In the historical fiction genre, Neal Stephenson's Baroque Cycle deals with disease in the 17th century at several turns, including bubonic plague, smallpox, and deficiency diseases common to sailors. The most extensive is probably a description of London at the time of the Plague of 1664-66.
posted by Conrad Cornelius o'Donald o'Dell at 9:42 PM on August 29, 2012


Slightly off-topic is Vaccinated: One Man's Quest to Defeat the World's Deadliest Diseases by Paul Offit. It is a fascinating and well written story about the man who developed NINE of the fourteen vaccines that are recommended kids get today.
posted by vespabelle at 10:33 PM on August 29, 2012


Code Orange is another YA novel, this time about what might be an accidental smallpox release. Fun, not that scientific.

The American Plague is not about the plague, but about yellow fever and contained lots of interesting historical detail about its spread up the Mississippi and river town quarantines that I wasn't aware of previously.
posted by clerestory at 11:05 PM on August 29, 2012


The Wisdom of Whores may fit the bill. The author is an epidemiologist who has done a lot of AIDS research in Indonesia. I haven't read any of the other books on your list but I really enjoyed this one. She's also done a TED talk that is like a mini book summary if you want to check that out first.
posted by 9000condiments at 2:22 AM on August 30, 2012


The Great Influenza.
posted by futz at 4:01 AM on August 30, 2012


Guns, Germs, and Steel, by Jared Diamond takes a somewhat more meta approach to germs. And if you like that, his Collapse.

A Plague of Prisons: The Epidemiology of Mass Incarceration in America isn't exactly what you're asking for, but you may still find it interesting (caveat that I'm currently reading it and only part-way through.)

Second the Paul Farmer.

And dear god I hate And The Band Played On.
posted by gingerbeer at 5:40 PM on August 30, 2012


I liked Gina Kolata's Flu better than Great Influenza.

Polio: An American Story is an interesting blend of epidemiology and 20thC political & charitable practices.
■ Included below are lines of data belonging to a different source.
//! Integer cell grid backing the discrete layout solver.
//!
//! Cell values: `0` empty, `-1` corridor, `-2` blocked (outside the site
//! boundary, and the sentinel for out-of-range reads), `>= 1` a 1-based room
//! index. Out-of-range writes are silently dropped; that is contract, not
//! defect, since callers scan candidate rectangles without pre-clamping.

use serde::{Deserialize, Serialize};

use crate::polygon;
use crate::vec2::Vec2;

pub const CELL_EMPTY: i32 = 0;
pub const CELL_CORRIDOR: i32 = -1;
pub const CELL_BLOCKED: i32 = -2;

/// Fixed-size row-major cell grid. Dimensions never change after
/// construction; `clone` and `clear` preserve them.
#[derive(Debug, Clone, PartialEq, Eq, Serialize, Deserialize)]
pub struct GridBuffer {
    width: i32,
    height: i32,
    cells: Vec<i32>,
}

impl GridBuffer {
    pub fn new(width: u32, height: u32) -> Self {
        Self {
            width: width as i32,
            height: height as i32,
            cells: vec![CELL_EMPTY; (width * height) as usize],
        }
    }

    pub fn width(&self) -> i32 {
        self.width
    }

    pub fn height(&self) -> i32 {
        self.height
    }

    fn index(&self, x: i32, y: i32) -> Option<usize> {
        if x < 0 || y < 0 || x >= self.width || y >= self.height {
            None
        } else {
            Some((y * self.width + x) as usize)
        }
    }

    /// Cell value, `CELL_BLOCKED` for out-of-range coordinates.
    pub fn get(&self, x: i32, y: i32) -> i32 {
        match self.index(x, y) {
            Some(i) => self.cells[i],
            None => CELL_BLOCKED,
        }
    }

    /// Set a cell; out-of-range writes are dropped.
    pub fn set(&mut self, x: i32, y: i32, value: i32) {
        if let Some(i) = self.index(x, y) {
            self.cells[i] = value;
        }
    }

    /// Reset every cell to empty, keeping dimensions.
    pub fn clear(&mut self) {
        self.cells.fill(CELL_EMPTY);
    }

    /// Mark every cell whose center lies outside `polygon` as blocked.
    /// Cell (x, y) has its center at `origin + (x + 0.5, y + 0.5) * resolution`
    /// in world coordinates. Interior cells are left untouched.
    pub fn rasterize_polygon(&mut self, polygon: &[Vec2], origin: Vec2, resolution: f64) {
        for y in 0..self.height {
            for x in 0..self.width {
                let center = Vec2::new(
                    origin.x + (x as f64 + 0.5) * resolution,
                    origin.y + (y as f64 + 0.5) * resolution,
                );
                if !polygon::point_in_polygon(center, polygon) {
                    self.set(x, y, CELL_BLOCKED);
                }
            }
        }
    }

    /// Number of cells holding `value`.
    pub fn count(&self, value: i32) -> usize {
        self.cells.iter().filter(|&&c| c == value).count()
    }

    /// Raw row-major cell slice, for observers and snapshot diffing.
    pub fn cells(&self) -> &[i32] {
        &self.cells
    }
}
The Colony is one of the better books on American responses to Hansen's Disease/leprosy; the American Experience episode (probably still on Netflix streaming) about the Carville hospital in Louisiana is better than the books I've seen about Carville.

I assume you've read The Speckled Monster? It's my favorite smallpox book. Rabid looks promising; it's in my to-be-read pile.

Karl Taro Greenfeld's China Syndrome is a captivating (and sometimes highly discomfiting) description of how avian flu evolved into the SARS pandemic. The opening scenes are not for the faint of heart.

(sorry for lack of links - am on my phone)
posted by catlet at 8:05 PM on August 31, 2012


Response by poster: Paul Farmer is personal hero of mine. I was really glad to see his work recommended here!